When we need to perform biopulpectomy or retreatment, the surgical microscope provides us with a lot of help. We work with the spine straight, see our canal orifices because they are illuminated by the light of the microscope and because its optics grow big these orifices. Canal orifices not visible to the human eye become reachable with tools. The most important example is the "fourth canal" of the first maxillary molar. This fourth canal is present in almost 100% of the cases.
In correlation with Hess's plates, we can link the Peters article: "on the maxillary molars, whatever the technique used, more than 35% of the ductal surfaces remain un-instrumented." it is enormous. But what we definitly must integrate on anatomy are not only the canals and their branches, but especially the opinion that Scanning Electron Microscopy carries on the canal walls: the dentinal tubuli. Their number is gigantic.

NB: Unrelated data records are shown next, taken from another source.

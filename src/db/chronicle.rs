// src/db/chronicle.rs
// Chronicle (arasuji) entry storage - sync SQL layer

use anyhow::Result;
use rusqlite::{Connection, OptionalExtension, Row, params};
use serde::{Deserialize, Serialize};
use std::collections::HashSet;

/// One chronicle entry: level 1 summarizes raw messages, higher levels
/// consolidate entries one level below.
#[derive(Debug, Clone, Serialize, Deserialize, PartialEq)]
pub struct ChronicleEntry {
    pub id: String,
    pub level: i64,
    pub content: String,
    /// Message ids at level 1, child entry ids at level 2+.
    pub source_ids: Vec<String>,
    pub start_time: Option<i64>,
    pub end_time: Option<i64>,
    pub source_count: i64,
    /// Total raw messages covered, aggregated up the tree.
    pub message_count: i64,
    pub parent_id: Option<String>,
    pub is_consolidated: bool,
    pub created_at: i64,
}

/// Advisory generation bookmark; the authoritative processed set is always
/// derived from level-1 source_ids.
#[derive(Debug, Clone, Serialize)]
pub struct ChronicleProgress {
    pub id: String,
    pub last_processed_message_id: Option<String>,
    pub last_processed_at: Option<i64>,
}

const ENTRY_COLUMNS: &str = "id, level, content, source_ids_json, start_time, end_time, \
     source_count, message_count, parent_id, is_consolidated, created_at";

fn row_to_entry(row: &Row) -> rusqlite::Result<ChronicleEntry> {
    let source_ids_json: String = row.get(3)?;
    let source_ids = serde_json::from_str(&source_ids_json).unwrap_or_default();
    Ok(ChronicleEntry {
        id: row.get(0)?,
        level: row.get(1)?,
        content: row.get(2)?,
        source_ids,
        start_time: row.get(4)?,
        end_time: row.get(5)?,
        source_count: row.get(6)?,
        message_count: row.get(7)?,
        parent_id: row.get(8)?,
        is_consolidated: row.get::<_, i64>(9)? != 0,
        created_at: row.get(10)?,
    })
}

pub fn create_entry_sync(
    conn: &Connection,
    level: i64,
    content: &str,
    source_ids: &[String],
    start_time: Option<i64>,
    end_time: Option<i64>,
    source_count: i64,
    message_count: i64,
) -> Result<ChronicleEntry> {
    let id = uuid::Uuid::new_v4().to_string();
    let now = chrono::Utc::now().timestamp();
    conn.execute(
        "INSERT INTO arasuji_entries (
            id, level, content, source_ids_json, start_time, end_time,
            source_count, message_count, parent_id, is_consolidated, created_at
         ) VALUES (?, ?, ?, ?, ?, ?, ?, ?, NULL, 0, ?)",
        params![
            id,
            level,
            content,
            serde_json::to_string(source_ids)?,
            start_time,
            end_time,
            source_count,
            message_count,
            now
        ],
    )?;
    Ok(ChronicleEntry {
        id,
        level,
        content: content.to_string(),
        source_ids: source_ids.to_vec(),
        start_time,
        end_time,
        source_count,
        message_count,
        parent_id: None,
        is_consolidated: false,
        created_at: now,
    })
}

pub fn get_entry_sync(conn: &Connection, entry_id: &str) -> Result<Option<ChronicleEntry>> {
    Ok(conn
        .query_row(
            &format!("SELECT {ENTRY_COLUMNS} FROM arasuji_entries WHERE id = ?"),
            [entry_id],
            row_to_entry,
        )
        .optional()?)
}

pub fn get_entries_by_level_sync(conn: &Connection, level: i64) -> Result<Vec<ChronicleEntry>> {
    let mut stmt = conn.prepare(&format!(
        "SELECT {ENTRY_COLUMNS} FROM arasuji_entries WHERE level = ? ORDER BY end_time ASC"
    ))?;
    let rows = stmt
        .query_map([level], row_to_entry)?
        .collect::<rusqlite::Result<Vec<_>>>()?;
    Ok(rows)
}

/// Unconsolidated entries at a level, chronologically ascending by end_time.
pub fn get_unconsolidated_entries_sync(conn: &Connection, level: i64) -> Result<Vec<ChronicleEntry>> {
    let mut stmt = conn.prepare(&format!(
        "SELECT {ENTRY_COLUMNS} FROM arasuji_entries
         WHERE level = ? AND is_consolidated = 0 ORDER BY end_time ASC"
    ))?;
    let rows = stmt
        .query_map([level], row_to_entry)?
        .collect::<rusqlite::Result<Vec<_>>>()?;
    Ok(rows)
}

/// All entries across levels ordered by end_time descending (newest first).
pub fn get_all_entries_ordered_sync(
    conn: &Connection,
    limit: Option<usize>,
) -> Result<Vec<ChronicleEntry>> {
    let sql = match limit {
        Some(n) => format!(
            "SELECT {ENTRY_COLUMNS} FROM arasuji_entries ORDER BY end_time DESC LIMIT {n}"
        ),
        None => format!("SELECT {ENTRY_COLUMNS} FROM arasuji_entries ORDER BY end_time DESC"),
    };
    let mut stmt = conn.prepare(&sql)?;
    let rows = stmt
        .query_map([], row_to_entry)?
        .collect::<rusqlite::Result<Vec<_>>>()?;
    Ok(rows)
}

pub fn get_max_level_sync(conn: &Connection) -> Result<i64> {
    let max: Option<i64> =
        conn.query_row("SELECT MAX(level) FROM arasuji_entries", [], |row| row.get(0))?;
    Ok(max.unwrap_or(0))
}

pub fn get_children_sync(conn: &Connection, parent_id: &str) -> Result<Vec<ChronicleEntry>> {
    let mut stmt = conn.prepare(&format!(
        "SELECT {ENTRY_COLUMNS} FROM arasuji_entries WHERE parent_id = ? ORDER BY end_time ASC"
    ))?;
    let rows = stmt
        .query_map([parent_id], row_to_entry)?
        .collect::<rusqlite::Result<Vec<_>>>()?;
    Ok(rows)
}

/// Entries at a level ending strictly before `end_time`, newest first.
pub fn get_entries_ending_before_sync(
    conn: &Connection,
    end_time: i64,
    level: i64,
    limit: usize,
) -> Result<Vec<ChronicleEntry>> {
    let mut stmt = conn.prepare(&format!(
        "SELECT {ENTRY_COLUMNS} FROM arasuji_entries
         WHERE level = ? AND end_time < ? ORDER BY end_time DESC LIMIT ?"
    ))?;
    let rows = stmt
        .query_map(params![level, end_time, limit as i64], row_to_entry)?
        .collect::<rusqlite::Result<Vec<_>>>()?;
    Ok(rows)
}

/// Find an entry at `level` whose [start_time, end_time] fully contains
/// [start, end]. Newest such entry wins.
pub fn find_covering_entry_sync(
    conn: &Connection,
    start: i64,
    end: i64,
    level: i64,
) -> Result<Option<ChronicleEntry>> {
    Ok(conn
        .query_row(
            &format!(
                "SELECT {ENTRY_COLUMNS} FROM arasuji_entries
                 WHERE level = ? AND start_time IS NOT NULL AND end_time IS NOT NULL
                   AND start_time <= ? AND end_time >= ?
                 ORDER BY end_time DESC LIMIT 1"
            ),
            params![level, start, end],
            row_to_entry,
        )
        .optional()?)
}

/// Case-insensitive substring search over entry content, newest first.
pub fn search_entries_sync(conn: &Connection, needle: &str, limit: usize) -> Result<Vec<ChronicleEntry>> {
    let pattern = format!("%{needle}%");
    let mut stmt = conn.prepare(&format!(
        "SELECT {ENTRY_COLUMNS} FROM arasuji_entries
         WHERE content LIKE ? ORDER BY end_time DESC LIMIT ?"
    ))?;
    let rows = stmt
        .query_map(params![pattern, limit as i64], row_to_entry)?
        .collect::<rusqlite::Result<Vec<_>>>()?;
    Ok(rows)
}

/// Mark entries as consolidated under a new parent (single statement).
pub fn mark_consolidated_sync(conn: &Connection, entry_ids: &[String], parent_id: &str) -> Result<()> {
    if entry_ids.is_empty() {
        return Ok(());
    }
    let placeholders = vec!["?"; entry_ids.len()].join(",");
    let mut params: Vec<&dyn rusqlite::ToSql> = vec![&parent_id];
    for id in entry_ids {
        params.push(id);
    }
    conn.execute(
        &format!(
            "UPDATE arasuji_entries SET is_consolidated = 1, parent_id = ? WHERE id IN ({placeholders})"
        ),
        params.as_slice(),
    )?;
    Ok(())
}

/// Append an entry to a parent's source_ids and mark it consolidated.
pub fn add_to_parent_source_ids_sync(
    conn: &Connection,
    entry_id: &str,
    parent_id: &str,
) -> Result<bool> {
    let Some(parent) = get_entry_sync(conn, parent_id)? else {
        return Ok(false);
    };
    let mut source_ids = parent.source_ids;
    source_ids.push(entry_id.to_string());

    let tx = conn.unchecked_transaction()?;
    tx.execute(
        "UPDATE arasuji_entries SET source_ids_json = ? WHERE id = ?",
        params![serde_json::to_string(&source_ids)?, parent_id],
    )?;
    tx.execute(
        "UPDATE arasuji_entries SET is_consolidated = 1, parent_id = ? WHERE id = ?",
        params![parent_id, entry_id],
    )?;
    tx.commit()?;
    Ok(true)
}

/// In-place content/aggregate update preserving id, parent and links.
pub fn update_entry_content_sync(
    conn: &Connection,
    entry_id: &str,
    content: &str,
    start_time: Option<i64>,
    end_time: Option<i64>,
    message_count: i64,
    source_count: i64,
) -> Result<()> {
    conn.execute(
        "UPDATE arasuji_entries
         SET content = ?, start_time = ?, end_time = ?, message_count = ?, source_count = ?
         WHERE id = ?",
        params![content, start_time, end_time, message_count, source_count, entry_id],
    )?;
    Ok(())
}

/// Delete an entry and remove it from its parent's source_ids.
/// Returns (deleted, parent_id).
pub fn delete_entry_and_update_parent_sync(
    conn: &Connection,
    entry_id: &str,
) -> Result<(bool, Option<String>)> {
    let Some(entry) = get_entry_sync(conn, entry_id)? else {
        return Ok((false, None));
    };

    let tx = conn.unchecked_transaction()?;
    if let Some(parent_id) = &entry.parent_id
        && let Some(parent) = get_entry_sync(conn, parent_id)?
    {
        let remaining: Vec<String> = parent
            .source_ids
            .into_iter()
            .filter(|sid| sid != entry_id)
            .collect();
        tx.execute(
            "UPDATE arasuji_entries SET source_ids_json = ? WHERE id = ?",
            params![serde_json::to_string(&remaining)?, parent_id],
        )?;
    }
    tx.execute("DELETE FROM arasuji_entries WHERE id = ?", [entry_id])?;
    tx.commit()?;
    Ok((true, entry.parent_id))
}

/// Union of message ids appearing in level-1 source_ids (the processed set).
pub fn get_processed_message_ids_sync(conn: &Connection) -> Result<HashSet<String>> {
    let mut stmt = conn.prepare(
        "SELECT DISTINCT json_each.value
         FROM arasuji_entries, json_each(source_ids_json)
         WHERE level = 1",
    )?;
    let rows = stmt.query_map([], |row| row.get::<_, String>(0))?;
    Ok(rows.collect::<rusqlite::Result<HashSet<_>>>()?)
}

pub fn count_entries_by_level_sync(conn: &Connection) -> Result<Vec<(i64, i64)>> {
    let mut stmt = conn.prepare(
        "SELECT level, COUNT(*) FROM arasuji_entries GROUP BY level ORDER BY level",
    )?;
    let rows = stmt.query_map([], |row| Ok((row.get(0)?, row.get(1)?)))?;
    Ok(rows.collect::<rusqlite::Result<Vec<_>>>()?)
}

pub fn count_unconsolidated_by_level_sync(conn: &Connection) -> Result<Vec<(i64, i64)>> {
    let mut stmt = conn.prepare(
        "SELECT level, COUNT(*) FROM arasuji_entries
         WHERE is_consolidated = 0 GROUP BY level ORDER BY level",
    )?;
    let rows = stmt.query_map([], |row| Ok((row.get(0)?, row.get(1)?)))?;
    Ok(rows.collect::<rusqlite::Result<Vec<_>>>()?)
}

/// Total raw messages covered by all level-1 entries.
pub fn get_total_message_count_sync(conn: &Connection) -> Result<i64> {
    let total: Option<i64> = conn.query_row(
        "SELECT SUM(message_count) FROM arasuji_entries WHERE level = 1",
        [],
        |row| row.get(0),
    )?;
    Ok(total.unwrap_or(0))
}

// ----- Progress bookmark -----

pub fn get_progress_sync(conn: &Connection) -> Result<Option<ChronicleProgress>> {
    Ok(conn
        .query_row(
            "SELECT id, last_processed_message_id, last_processed_at FROM arasuji_progress WHERE id = 'main'",
            [],
            |row| {
                Ok(ChronicleProgress {
                    id: row.get(0)?,
                    last_processed_message_id: row.get(1)?,
                    last_processed_at: row.get(2)?,
                })
            },
        )
        .optional()?)
}

pub fn update_progress_sync(conn: &Connection, last_processed_message_id: &str) -> Result<()> {
    conn.execute(
        "INSERT INTO arasuji_progress (id, last_processed_message_id, last_processed_at)
         VALUES ('main', ?, ?)
         ON CONFLICT(id) DO UPDATE SET
             last_processed_message_id = excluded.last_processed_message_id,
             last_processed_at = excluded.last_processed_at",
        params![last_processed_message_id, chrono::Utc::now().timestamp()],
    )?;
    Ok(())
}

Dental tubules have enough space to welcome bacteria. The anatomical challenge becomes major.
But what happens when the anatomy is contaminated with bacteria?
In a first step, the bacteria progress by DIVISION rather than by displacement. This means that in order to reach the apex, their number must increase. We find at the apex these are the most pathogenic bacteria. Because of course, when we give them time, the bacteria will organize themselves into a biofilm. A biofilm consists of about 15% bacteria and 85% matrix. The endodontic flora contains more than 500 species, and this biofilm becomes 1000 to 2000 times more resistant to antiseptic solutions[7bis].for example the necessary concentration of antibiotic to kill bacterial strains in a biofilm is 250 times greater than for bacterial strains with planktonic growth.
Thus, the conjunction between endodontic anatomy is the degree of bacterial contamination shows that we will have to irrigation energy AND for destructuring the bacterial biofilm AND for diffusing our products into the dentinal tubules. The disinfecting solution of choice is sodium hypochlorite having a concentration between 2.5 and 6%. It has a broad spectrum against bacteria, spores, yeasts, viruses, and it dissolves tissues thanks to its ability to oxidize and hydrolyze cellular proteins.
The first means of diffusing sodium hypochlorite into peri-apex is the instrumentation of the canal.this allows us to create a space to transport the irrigant and to cut the contaminated dentine.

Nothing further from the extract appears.